Across the following data, state how many lines include the word "impl". Provide the number alone.

-- DATA follows --

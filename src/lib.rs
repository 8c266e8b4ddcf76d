pub use pixelforge_core::*;

pub mod imaging {
    pub use pixelforge_imaging::*;
}

pub mod studio {
    pub use pixelforge_studio::*;
}

#[cfg(feature = "server")]
pub mod server {
    pub use pixelforge_server::*;
}

#[cfg(feature = "client")]
pub mod client {
    pub use pixelforge_client::*;
}

#[cfg(feature = "fs")]
pub mod fs {
    pub use pixelforge_fs::*;
}

#[cfg(feature = "s3")]
pub mod s3 {
    pub use pixelforge_s3::*;
}

#[cfg(feature = "openai")]
pub mod openai {
    pub use pixelforge_openai::*;
}

#[cfg(feature = "mock")]
pub mod mock {
    pub use pixelforge_mock::*;
}

pub mod prelude {
    pub use pixelforge_core::prelude::*;
    pub use pixelforge_studio::{AssetStore, StorageBackend, Studio, StudioConfig};

    #[cfg(feature = "server")]
    pub use pixelforge_server::prelude::*;

    #[cfg(feature = "client")]
    pub use pixelforge_client::PixelforgeClient;

    #[cfg(feature = "fs")]
    pub use pixelforge_fs::{FileSystemRepository, FileSystemStorage};

    #[cfg(feature = "s3")]
    pub use pixelforge_s3::S3Storage;

    #[cfg(feature = "openai")]
    pub use pixelforge_openai::{OpenAiConfig, OpenAiProvider};

    #[cfg(feature = "mock")]
    pub use pixelforge_mock::{MemoryRepository, MemoryStorage, ScriptedProvider};
}
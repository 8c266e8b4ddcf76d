//! Rule based classification of free-text modification requests.
//!
//! Categories are checked in a fixed priority order and the first one with a
//! trigger phrase contained in the (lowercased) instruction wins.

use serde::{Deserialize, Serialize};
use std::fmt;

#[derive(Debug, Clone, Copy, PartialEq, Eq, Hash, Serialize, Deserialize)]
#[serde(rename_all = "snake_case")]
pub enum Intent {
    AddText,
    RemoveElement,
    ColorChange,
    AddElement,
    GeneralModification,
}

impl Intent {
    pub fn as_str(self) -> &'static str {
        match self {
            Self::AddText => "add_text",
            Self::RemoveElement => "remove_element",
            Self::ColorChange => "color_change",
            Self::AddElement => "add_element",
            Self::GeneralModification => "general_modification",
        }
    }
}

impl fmt::Display for Intent {
    fn fmt(&self, f: &mut fmt::Formatter<'_>) -> fmt::Result {
        f.write_str(self.as_str())
    }
}

const ADD_TEXT: &[&str] = &[
    "título",
    "titulo",
    "texto",
    "letrero",
    "letras",
    "que diga",
    "que ponga",
    "escribe",
    "escribir",
    "title",
    "text",
    "caption",
    "label",
    "lettering",
    "that says",
    "write",
];

const REMOVE_ELEMENT: &[&str] = &[
    "quitar",
    "quita",
    "eliminar",
    "elimina",
    "borrar",
    "borra",
    "remove",
    "delete",
    "erase",
    "get rid of",
    "take out",
];

const COLOR_CHANGE: &[&str] = &[
    "color",
    "colour",
    "colores",
    "tono",
    "más oscuro",
    "mas oscuro",
    "más claro",
    "mas claro",
    "pintar",
    "pinta",
    "recolor",
    "hue",
    "tint",
    "darker",
    "brighter",
    "lighter",
];

const ADD_ELEMENT: &[&str] = &[
    "añadir",
    "añade",
    "anadir",
    "agregar",
    "agrega",
    "incluir",
    "incluye",
    "poner",
    "pon ",
    "add",
    "include",
    "insert",
    "put a",
    "place a",
];

/// Categories in priority order.
const RULES: &[(Intent, &[&str])] = &[
    (Intent::AddText, ADD_TEXT),
    (Intent::RemoveElement, REMOVE_ELEMENT),
    (Intent::ColorChange, COLOR_CHANGE),
    (Intent::AddElement, ADD_ELEMENT),
];

pub fn classify(instruction: &str) -> Intent {
    let text = instruction.to_lowercase();
    RULES
        .iter()
        .find(|(_, triggers)| triggers.iter().any(|t| text.contains(t)))
        .map(|(intent, _)| *intent)
        .unwrap_or(Intent::GeneralModification)
}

-- DATA concluded --

» TASK ANSWER
2